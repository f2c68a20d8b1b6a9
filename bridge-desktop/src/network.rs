//! Network Monitoring Implementation

use async_trait::async_trait;
use bridge_traits::{
    error::Result,
    network::{NetworkChangeStream, NetworkInfo, NetworkMonitor, NetworkStatus},
};
use std::time::Duration;
use tracing::debug;

const PROBE_ADDR: &str = "8.8.8.8:53";
const PROBE_TIMEOUT: Duration = Duration::from_secs(5);
const POLL_INTERVAL: Duration = Duration::from_secs(5);

/// Desktop network monitor implementation
///
/// Probes a well-known public DNS endpoint over TCP to decide connectivity.
///
/// Note: Platform-specific implementations (Linux netlink, macOS
/// SystemConfiguration, Windows WinAPI) would be more robust but require
/// additional dependencies.
pub struct DesktopNetworkMonitor {
    poll_interval: Duration,
}

impl DesktopNetworkMonitor {
    /// Create a new network monitor
    pub fn new() -> Self {
        Self {
            poll_interval: POLL_INTERVAL,
        }
    }

    /// Override how often the change stream re-probes
    pub fn with_poll_interval(poll_interval: Duration) -> Self {
        Self { poll_interval }
    }

    async fn check_connectivity() -> NetworkStatus {
        match tokio::time::timeout(PROBE_TIMEOUT, tokio::net::TcpStream::connect(PROBE_ADDR)).await
        {
            Ok(Ok(_)) => NetworkStatus::Connected,
            Ok(Err(_)) => NetworkStatus::Disconnected,
            Err(_) => NetworkStatus::Disconnected,
        }
    }
}

impl Default for DesktopNetworkMonitor {
    fn default() -> Self {
        Self::new()
    }
}

#[async_trait]
impl NetworkMonitor for DesktopNetworkMonitor {
    async fn get_network_info(&self) -> Result<NetworkInfo> {
        let status = Self::check_connectivity().await;
        debug!(status = ?status, "Network probe completed");
        Ok(NetworkInfo { status })
    }

    async fn subscribe_changes(&self) -> Result<Box<dyn NetworkChangeStream>> {
        // Polling implementation; each probe that differs from the previous
        // status is emitted as a change.
        Ok(Box::new(PollingChangeStream {
            poll_interval: self.poll_interval,
            last_status: None,
        }))
    }
}

/// Network change stream that polls for changes
struct PollingChangeStream {
    poll_interval: Duration,
    last_status: Option<NetworkStatus>,
}

#[async_trait]
impl NetworkChangeStream for PollingChangeStream {
    async fn next(&mut self) -> Option<NetworkInfo> {
        loop {
            tokio::time::sleep(self.poll_interval).await;

            let status = DesktopNetworkMonitor::check_connectivity().await;
            if self.last_status != Some(status) {
                self.last_status = Some(status);
                return Some(NetworkInfo { status });
            }
        }
    }
}

#[cfg(test)]
mod tests {
    use super::*;

    #[tokio::test]
    async fn test_get_network_info() {
        let monitor = DesktopNetworkMonitor::new();
        let info = monitor.get_network_info().await.unwrap();

        assert!(matches!(
            info.status,
            NetworkStatus::Connected | NetworkStatus::Disconnected
        ));
    }

    #[tokio::test]
    async fn test_is_connected_does_not_panic() {
        let monitor = DesktopNetworkMonitor::new();
        let _ = monitor.is_connected().await;
    }
}
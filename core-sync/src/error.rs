use thiserror::Error;

#[derive(Error, Debug)]
pub enum SyncError {
    #[error("Storage error: {0}")]
    Storage(String),

    #[error("Encoding error: {0}")]
    Encoding(String),

    #[error("Network error: {0}")]
    Network(String),

    #[error("Server rejected submission with HTTP {status}")]
    Server { status: u16 },

    #[error("Submission {id} not found")]
    NotFound { id: String },

    #[error("Invalid submission status: {0}")]
    InvalidStatus(String),

    #[error("Invalid submission ID: {0}")]
    InvalidId(String),
}

impl SyncError {
    /// Transient errors leave the record queued and are resolved by a later
    /// sync run; everything else is surfaced to the caller.
    pub fn is_transient(&self) -> bool {
        matches!(self, SyncError::Network(_) | SyncError::Server { .. })
    }
}

pub type Result<T> = std::result::Result<T, SyncError>;
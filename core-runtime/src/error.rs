use thiserror::Error;

/// Runtime wiring errors, surfaced at startup rather than mid-operation.
#[derive(Error, Debug)]
pub enum Error {
    /// Invalid or incomplete configuration value
    #[error("Configuration error: {0}")]
    Config(String),

    /// A required bridge capability was not provided
    #[error("Capability missing: {capability} - {message}")]
    CapabilityMissing { capability: String, message: String },
}

pub type Result<T> = std::result::Result<T, Error>;

#[cfg(test)]
mod tests {
    use super::*;

    #[test]
    fn test_error_messages_name_the_problem() {
        let err = Error::CapabilityMissing {
            capability: "HttpClient".to_string(),
            message: "inject a platform adapter".to_string(),
        };
        assert!(err.to_string().contains("HttpClient"));

        let err = Error::Config("database_path is required".to_string());
        assert!(err.to_string().contains("database_path"));
    }
}
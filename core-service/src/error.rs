use thiserror::Error;

/// Service-level error aggregating the layers underneath.
#[derive(Error, Debug)]
pub enum CoreError {
    #[error(transparent)]
    Runtime(#[from] core_runtime::Error),

    #[error(transparent)]
    Sync(#[from] core_sync::SyncError),

    #[error("Bridge error: {0}")]
    Bridge(#[from] bridge_traits::BridgeError),

    #[error("Database error: {0}")]
    Database(#[from] sqlx::Error),
}

pub type Result<T> = std::result::Result<T, CoreError>;
//! # Core Runtime Module
//!
//! Provides foundational runtime infrastructure for the survey core:
//! - Logging and tracing infrastructure
//! - Configuration management
//! - Event bus system
//!
//! ## Overview
//!
//! This crate contains the runtime utilities the other modules depend on. It
//! establishes the logging conventions and the event broadcasting mechanism
//! used to notify foreground contexts about sync outcomes.

pub mod config;
pub mod error;
pub mod events;
pub mod logging;

pub use config::{CoreConfig, CoreConfigBuilder};
pub use error::{Error, Result};
pub use events::{CoreEvent, EventBus, QueueEvent, SyncEvent};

Work instructions: Only the lines containing the string "DesktopNetworkMonitor" are needed; pull them out of the records.

Problem solution:
pub struct DesktopNetworkMonitor {
impl DesktopNetworkMonitor {
impl Default for DesktopNetworkMonitor {
impl NetworkMonitor for DesktopNetworkMonitor {
            let status = DesktopNetworkMonitor::check_connectivity().await;
        let monitor = DesktopNetworkMonitor::new();
        let monitor = DesktopNetworkMonitor::new();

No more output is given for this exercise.